**ABOUT THIS EXERCISE**
After finding the line with "filename std/knox-std-random/src/lib.rs" in the data below, set down exactly each line through the one with "f32 in range [min, max)", inclusive, and stop there.

**DATA FOR REVIEW**

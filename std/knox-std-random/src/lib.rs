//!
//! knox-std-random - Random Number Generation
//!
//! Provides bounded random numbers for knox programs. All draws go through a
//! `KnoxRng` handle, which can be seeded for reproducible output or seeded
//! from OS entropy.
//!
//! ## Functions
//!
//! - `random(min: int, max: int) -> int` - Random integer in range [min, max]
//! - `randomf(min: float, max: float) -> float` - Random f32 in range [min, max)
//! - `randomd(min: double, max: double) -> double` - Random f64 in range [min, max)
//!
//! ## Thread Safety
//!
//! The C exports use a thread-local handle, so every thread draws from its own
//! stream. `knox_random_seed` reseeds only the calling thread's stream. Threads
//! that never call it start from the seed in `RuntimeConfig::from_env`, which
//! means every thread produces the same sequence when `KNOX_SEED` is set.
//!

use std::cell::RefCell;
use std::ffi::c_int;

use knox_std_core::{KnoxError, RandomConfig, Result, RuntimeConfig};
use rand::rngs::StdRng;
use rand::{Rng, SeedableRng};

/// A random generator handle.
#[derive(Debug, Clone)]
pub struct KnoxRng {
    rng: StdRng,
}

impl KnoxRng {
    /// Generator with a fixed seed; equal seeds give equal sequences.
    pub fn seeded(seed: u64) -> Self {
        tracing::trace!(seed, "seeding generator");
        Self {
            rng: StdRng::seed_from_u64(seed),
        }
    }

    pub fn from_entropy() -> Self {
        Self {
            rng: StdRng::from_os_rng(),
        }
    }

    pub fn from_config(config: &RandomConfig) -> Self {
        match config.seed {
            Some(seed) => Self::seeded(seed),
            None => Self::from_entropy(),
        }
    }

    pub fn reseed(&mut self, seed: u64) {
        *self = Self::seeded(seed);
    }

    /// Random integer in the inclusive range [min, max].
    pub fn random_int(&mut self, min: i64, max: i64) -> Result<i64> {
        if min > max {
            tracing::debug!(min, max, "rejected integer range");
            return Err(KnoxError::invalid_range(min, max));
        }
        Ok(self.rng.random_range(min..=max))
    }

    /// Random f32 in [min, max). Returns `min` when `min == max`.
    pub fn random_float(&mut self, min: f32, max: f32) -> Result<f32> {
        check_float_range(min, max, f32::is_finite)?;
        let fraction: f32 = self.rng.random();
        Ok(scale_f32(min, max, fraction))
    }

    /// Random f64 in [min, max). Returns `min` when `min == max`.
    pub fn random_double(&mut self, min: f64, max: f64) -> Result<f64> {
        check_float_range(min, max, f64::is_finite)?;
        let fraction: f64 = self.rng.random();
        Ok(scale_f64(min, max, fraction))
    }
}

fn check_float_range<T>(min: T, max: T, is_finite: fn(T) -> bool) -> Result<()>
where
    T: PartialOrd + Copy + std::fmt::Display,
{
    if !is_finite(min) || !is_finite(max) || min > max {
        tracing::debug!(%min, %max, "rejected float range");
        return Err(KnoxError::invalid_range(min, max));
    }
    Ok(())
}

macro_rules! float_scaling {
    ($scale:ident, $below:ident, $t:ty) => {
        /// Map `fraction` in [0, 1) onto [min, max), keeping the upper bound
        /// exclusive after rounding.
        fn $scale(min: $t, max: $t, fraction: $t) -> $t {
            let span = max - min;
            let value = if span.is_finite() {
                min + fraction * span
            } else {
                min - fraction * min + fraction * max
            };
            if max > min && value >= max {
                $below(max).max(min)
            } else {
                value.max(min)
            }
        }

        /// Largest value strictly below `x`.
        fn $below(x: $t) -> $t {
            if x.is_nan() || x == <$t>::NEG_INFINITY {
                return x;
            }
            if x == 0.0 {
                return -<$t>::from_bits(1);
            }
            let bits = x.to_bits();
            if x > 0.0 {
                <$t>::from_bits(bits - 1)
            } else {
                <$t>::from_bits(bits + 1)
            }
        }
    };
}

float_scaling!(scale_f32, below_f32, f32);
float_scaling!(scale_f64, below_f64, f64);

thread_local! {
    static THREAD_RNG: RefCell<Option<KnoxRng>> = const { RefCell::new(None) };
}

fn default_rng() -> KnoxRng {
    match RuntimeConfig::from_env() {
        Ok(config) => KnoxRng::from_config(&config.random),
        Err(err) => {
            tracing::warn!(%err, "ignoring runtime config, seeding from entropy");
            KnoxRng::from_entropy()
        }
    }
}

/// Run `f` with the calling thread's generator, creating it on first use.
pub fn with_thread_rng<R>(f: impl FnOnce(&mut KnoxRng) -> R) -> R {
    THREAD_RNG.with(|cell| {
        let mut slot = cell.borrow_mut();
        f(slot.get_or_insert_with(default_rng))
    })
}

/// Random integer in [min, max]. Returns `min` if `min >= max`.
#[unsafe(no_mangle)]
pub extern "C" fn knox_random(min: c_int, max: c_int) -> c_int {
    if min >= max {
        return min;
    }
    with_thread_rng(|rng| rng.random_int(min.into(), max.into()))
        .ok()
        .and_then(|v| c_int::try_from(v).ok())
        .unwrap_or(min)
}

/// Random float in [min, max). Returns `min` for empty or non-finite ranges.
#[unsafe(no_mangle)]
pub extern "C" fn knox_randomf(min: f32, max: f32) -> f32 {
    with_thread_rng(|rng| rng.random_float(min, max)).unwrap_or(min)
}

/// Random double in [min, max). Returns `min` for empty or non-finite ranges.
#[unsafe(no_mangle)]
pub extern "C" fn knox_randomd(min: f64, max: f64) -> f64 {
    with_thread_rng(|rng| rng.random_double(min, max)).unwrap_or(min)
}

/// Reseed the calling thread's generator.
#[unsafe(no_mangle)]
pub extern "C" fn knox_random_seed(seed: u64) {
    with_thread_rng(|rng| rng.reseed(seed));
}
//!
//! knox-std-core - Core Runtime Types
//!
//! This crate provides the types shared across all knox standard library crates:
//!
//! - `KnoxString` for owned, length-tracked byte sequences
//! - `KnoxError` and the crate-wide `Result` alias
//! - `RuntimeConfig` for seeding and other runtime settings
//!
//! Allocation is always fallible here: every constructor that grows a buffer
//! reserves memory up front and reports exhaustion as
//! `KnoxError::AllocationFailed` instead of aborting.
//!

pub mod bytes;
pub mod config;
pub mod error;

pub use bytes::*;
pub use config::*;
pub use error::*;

---

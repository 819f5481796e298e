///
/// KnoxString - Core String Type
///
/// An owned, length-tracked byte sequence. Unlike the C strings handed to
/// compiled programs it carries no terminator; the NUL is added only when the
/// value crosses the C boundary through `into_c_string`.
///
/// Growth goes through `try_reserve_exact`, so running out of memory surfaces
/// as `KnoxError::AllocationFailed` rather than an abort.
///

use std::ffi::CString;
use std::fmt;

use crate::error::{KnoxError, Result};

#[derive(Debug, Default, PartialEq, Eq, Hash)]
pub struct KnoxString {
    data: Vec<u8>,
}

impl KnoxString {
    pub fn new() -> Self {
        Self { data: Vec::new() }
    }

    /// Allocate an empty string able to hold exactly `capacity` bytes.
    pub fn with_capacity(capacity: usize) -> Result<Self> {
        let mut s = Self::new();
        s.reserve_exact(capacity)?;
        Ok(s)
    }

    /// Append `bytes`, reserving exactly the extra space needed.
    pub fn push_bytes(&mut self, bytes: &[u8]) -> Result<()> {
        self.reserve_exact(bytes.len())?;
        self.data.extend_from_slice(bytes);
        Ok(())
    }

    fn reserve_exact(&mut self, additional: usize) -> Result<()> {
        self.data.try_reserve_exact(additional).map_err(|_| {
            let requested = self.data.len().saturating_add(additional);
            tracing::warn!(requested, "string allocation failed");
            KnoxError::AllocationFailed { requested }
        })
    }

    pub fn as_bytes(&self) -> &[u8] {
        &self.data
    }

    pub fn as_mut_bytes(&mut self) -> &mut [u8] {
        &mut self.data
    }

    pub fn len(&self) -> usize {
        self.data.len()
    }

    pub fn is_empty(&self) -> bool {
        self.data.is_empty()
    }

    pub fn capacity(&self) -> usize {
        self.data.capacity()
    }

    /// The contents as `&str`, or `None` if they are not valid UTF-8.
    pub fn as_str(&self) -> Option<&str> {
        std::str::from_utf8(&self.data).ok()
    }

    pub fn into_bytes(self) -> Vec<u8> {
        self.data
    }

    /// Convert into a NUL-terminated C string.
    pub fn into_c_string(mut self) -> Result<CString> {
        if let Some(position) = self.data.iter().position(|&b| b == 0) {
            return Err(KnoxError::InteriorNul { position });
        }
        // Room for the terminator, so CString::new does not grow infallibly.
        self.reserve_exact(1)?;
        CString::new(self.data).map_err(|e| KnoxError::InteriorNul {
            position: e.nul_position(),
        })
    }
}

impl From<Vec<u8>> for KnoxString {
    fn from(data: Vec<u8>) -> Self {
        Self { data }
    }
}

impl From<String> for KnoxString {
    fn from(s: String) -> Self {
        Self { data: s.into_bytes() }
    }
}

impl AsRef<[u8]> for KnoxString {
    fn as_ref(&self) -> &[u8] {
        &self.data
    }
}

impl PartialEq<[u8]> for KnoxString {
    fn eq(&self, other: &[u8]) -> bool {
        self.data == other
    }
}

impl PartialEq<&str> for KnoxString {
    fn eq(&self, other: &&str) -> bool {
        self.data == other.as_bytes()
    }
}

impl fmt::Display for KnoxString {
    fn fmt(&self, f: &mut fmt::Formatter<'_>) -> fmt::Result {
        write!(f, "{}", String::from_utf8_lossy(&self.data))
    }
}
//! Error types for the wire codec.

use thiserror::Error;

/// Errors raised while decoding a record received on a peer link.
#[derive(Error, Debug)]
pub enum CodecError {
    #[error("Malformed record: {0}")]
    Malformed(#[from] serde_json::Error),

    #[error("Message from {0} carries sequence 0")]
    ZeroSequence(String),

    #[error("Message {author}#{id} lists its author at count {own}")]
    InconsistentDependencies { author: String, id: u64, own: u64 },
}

**RESPONSE TO THIS EXERCISE**
filename std/knox-std-random/src/lib.rs
//!
//! knox-std-random - Random Number Generation
//!
//! Provides bounded random numbers for knox programs. All draws go through a
//! `KnoxRng` handle, which can be seeded for reproducible output or seeded
//! from OS entropy.
//!
//! ## Functions
//!
//! - `random(min: int, max: int) -> int` - Random integer in range [min, max]
//! - `randomf(min: float, max: float) -> float` - Random f32 in range [min, max)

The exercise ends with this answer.